Stored data entries
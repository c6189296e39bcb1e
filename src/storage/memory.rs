//! In-memory reference implementation of the storage contract.
//!
//! A transaction takes the whole-store lock and mutates a working copy of
//! the state; `commit` writes the copy back, dropping the handle discards
//! it. Holding the store lock for the transaction's lifetime serializes all
//! transactions, which satisfies (more strongly than required) the
//! per-device locking read the contract asks for.

use std::collections::HashMap;
use std::sync::Arc;

use async_trait::async_trait;
use tokio::sync::{Mutex, OwnedMutexGuard};
use uuid::Uuid;

use crate::passwordless::models::{Code, Device, User};

use super::{PasswordlessStore, PasswordlessTransaction, StorageError};

#[derive(Debug, Default, Clone)]
struct State {
    devices: HashMap<String, Device>,
    codes: HashMap<Uuid, Code>,
    users: HashMap<Uuid, User>,
}

impl State {
    fn insert_code(&mut self, code: &Code) -> Result<(), StorageError> {
        if self.codes.contains_key(&code.code_id) {
            return Err(StorageError::DuplicateCodeId);
        }
        if self
            .codes
            .values()
            .any(|existing| existing.link_code_hash == code.link_code_hash)
        {
            return Err(StorageError::DuplicateLinkCodeHash);
        }
        self.codes.insert(code.code_id, code.clone());
        Ok(())
    }

    fn delete_device(&mut self, device_id_hash: &str) {
        self.devices.remove(device_id_hash);
        self.codes
            .retain(|_, code| code.device_id_hash != device_id_hash);
    }

    fn delete_devices_by_email(&mut self, email: &str) {
        let doomed: Vec<String> = self
            .devices
            .values()
            .filter(|device| device.contact.email() == Some(email))
            .map(|device| device.device_id_hash.clone())
            .collect();
        for device_id_hash in doomed {
            self.delete_device(&device_id_hash);
        }
    }

    fn delete_devices_by_phone_number(&mut self, phone_number: &str) {
        let doomed: Vec<String> = self
            .devices
            .values()
            .filter(|device| device.contact.phone_number() == Some(phone_number))
            .map(|device| device.device_id_hash.clone())
            .collect();
        for device_id_hash in doomed {
            self.delete_device(&device_id_hash);
        }
    }

    fn code_by_link_code_hash(&self, link_code_hash: &str) -> Option<Code> {
        self.codes
            .values()
            .find(|code| code.link_code_hash == link_code_hash)
            .cloned()
    }
}

/// Hash-map backed store for tests and embedded use.
#[derive(Clone, Default)]
pub struct MemoryStore {
    state: Arc<Mutex<State>>,
}

impl MemoryStore {
    #[must_use]
    pub fn new() -> Self {
        Self::default()
    }
}

struct MemoryTransaction {
    guard: OwnedMutexGuard<State>,
    working: State,
}

#[async_trait]
impl PasswordlessStore for MemoryStore {
    async fn begin<'a>(
        &'a self,
    ) -> Result<Box<dyn PasswordlessTransaction + 'a>, StorageError> {
        let guard = Arc::clone(&self.state).lock_owned().await;
        let working = guard.clone();
        Ok(Box::new(MemoryTransaction { guard, working }))
    }

    async fn create_device_with_code(
        &self,
        device: &Device,
        code: &Code,
    ) -> Result<(), StorageError> {
        let mut state = self.state.lock().await;
        if state.devices.contains_key(&device.device_id_hash) {
            return Err(StorageError::DuplicateDeviceIdHash);
        }
        state.insert_code(code)?;
        state
            .devices
            .insert(device.device_id_hash.clone(), device.clone());
        Ok(())
    }

    async fn create_code(&self, code: &Code) -> Result<(), StorageError> {
        let mut state = self.state.lock().await;
        if !state.devices.contains_key(&code.device_id_hash) {
            return Err(StorageError::UnknownDeviceIdHash);
        }
        state.insert_code(code)
    }

    async fn code_by_id(&self, code_id: Uuid) -> Result<Option<Code>, StorageError> {
        let state = self.state.lock().await;
        Ok(state.codes.get(&code_id).cloned())
    }

    async fn code_by_link_code_hash(
        &self,
        link_code_hash: &str,
    ) -> Result<Option<Code>, StorageError> {
        let state = self.state.lock().await;
        Ok(state.code_by_link_code_hash(link_code_hash))
    }

    async fn create_user(&self, user: &User) -> Result<(), StorageError> {
        let mut state = self.state.lock().await;
        if state.users.contains_key(&user.user_id) {
            return Err(StorageError::DuplicateUserId);
        }
        if let Some(email) = user.email.as_deref() {
            if state
                .users
                .values()
                .any(|existing| existing.email.as_deref() == Some(email))
            {
                return Err(StorageError::DuplicateEmail);
            }
        }
        if let Some(phone_number) = user.phone_number.as_deref() {
            if state
                .users
                .values()
                .any(|existing| existing.phone_number.as_deref() == Some(phone_number))
            {
                return Err(StorageError::DuplicatePhoneNumber);
            }
        }
        state.users.insert(user.user_id, user.clone());
        Ok(())
    }

    async fn user_by_id(&self, user_id: Uuid) -> Result<Option<User>, StorageError> {
        let state = self.state.lock().await;
        Ok(state.users.get(&user_id).cloned())
    }

    async fn user_by_email(&self, email: &str) -> Result<Option<User>, StorageError> {
        let state = self.state.lock().await;
        Ok(state
            .users
            .values()
            .find(|user| user.email.as_deref() == Some(email))
            .cloned())
    }

    async fn user_by_phone_number(
        &self,
        phone_number: &str,
    ) -> Result<Option<User>, StorageError> {
        let state = self.state.lock().await;
        Ok(state
            .users
            .values()
            .find(|user| user.phone_number.as_deref() == Some(phone_number))
            .cloned())
    }
}

#[async_trait]
impl PasswordlessTransaction for MemoryTransaction {
    async fn lock_device(
        &mut self,
        device_id_hash: &str,
    ) -> Result<Option<Device>, StorageError> {
        // The store lock held by this transaction is the row lock.
        Ok(self.working.devices.get(device_id_hash).cloned())
    }

    async fn code_by_link_code_hash(
        &mut self,
        link_code_hash: &str,
    ) -> Result<Option<Code>, StorageError> {
        Ok(self.working.code_by_link_code_hash(link_code_hash))
    }

    async fn codes_of_device(
        &mut self,
        device_id_hash: &str,
    ) -> Result<Vec<Code>, StorageError> {
        Ok(self
            .working
            .codes
            .values()
            .filter(|code| code.device_id_hash == device_id_hash)
            .cloned()
            .collect())
    }

    async fn increment_failed_attempts(
        &mut self,
        device_id_hash: &str,
    ) -> Result<(), StorageError> {
        let device = self
            .working
            .devices
            .get_mut(device_id_hash)
            .ok_or(StorageError::UnknownDeviceIdHash)?;
        device.failed_attempts += 1;
        Ok(())
    }

    async fn delete_device(&mut self, device_id_hash: &str) -> Result<(), StorageError> {
        self.working.delete_device(device_id_hash);
        Ok(())
    }

    async fn delete_code(&mut self, code_id: Uuid) -> Result<(), StorageError> {
        self.working.codes.remove(&code_id);
        Ok(())
    }

    async fn delete_devices_by_email(&mut self, email: &str) -> Result<(), StorageError> {
        self.working.delete_devices_by_email(email);
        Ok(())
    }

    async fn delete_devices_by_phone_number(
        &mut self,
        phone_number: &str,
    ) -> Result<(), StorageError> {
        self.working.delete_devices_by_phone_number(phone_number);
        Ok(())
    }

    async fn update_user_email(
        &mut self,
        user_id: Uuid,
        email: Option<&str>,
    ) -> Result<(), StorageError> {
        if let Some(email) = email {
            if self.working.users.values().any(|existing| {
                existing.user_id != user_id && existing.email.as_deref() == Some(email)
            }) {
                return Err(StorageError::DuplicateEmail);
            }
        }
        let user = self
            .working
            .users
            .get_mut(&user_id)
            .ok_or(StorageError::UnknownUserId)?;
        user.email = email.map(str::to_string);
        Ok(())
    }

    async fn update_user_phone_number(
        &mut self,
        user_id: Uuid,
        phone_number: Option<&str>,
    ) -> Result<(), StorageError> {
        if let Some(phone_number) = phone_number {
            if self.working.users.values().any(|existing| {
                existing.user_id != user_id
                    && existing.phone_number.as_deref() == Some(phone_number)
            }) {
                return Err(StorageError::DuplicatePhoneNumber);
            }
        }
        let user = self
            .working
            .users
            .get_mut(&user_id)
            .ok_or(StorageError::UnknownUserId)?;
        user.phone_number = phone_number.map(str::to_string);
        Ok(())
    }

    async fn commit(self: Box<Self>) -> Result<(), StorageError> {
        let MemoryTransaction { mut guard, working } = *self;
        *guard = working;
        Ok(())
    }
}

Action item – Which lines above hold the string "MemoryStore"? Show each of them.

Response to the task –
pub struct MemoryStore {
impl MemoryStore {
impl PasswordlessStore for MemoryStore {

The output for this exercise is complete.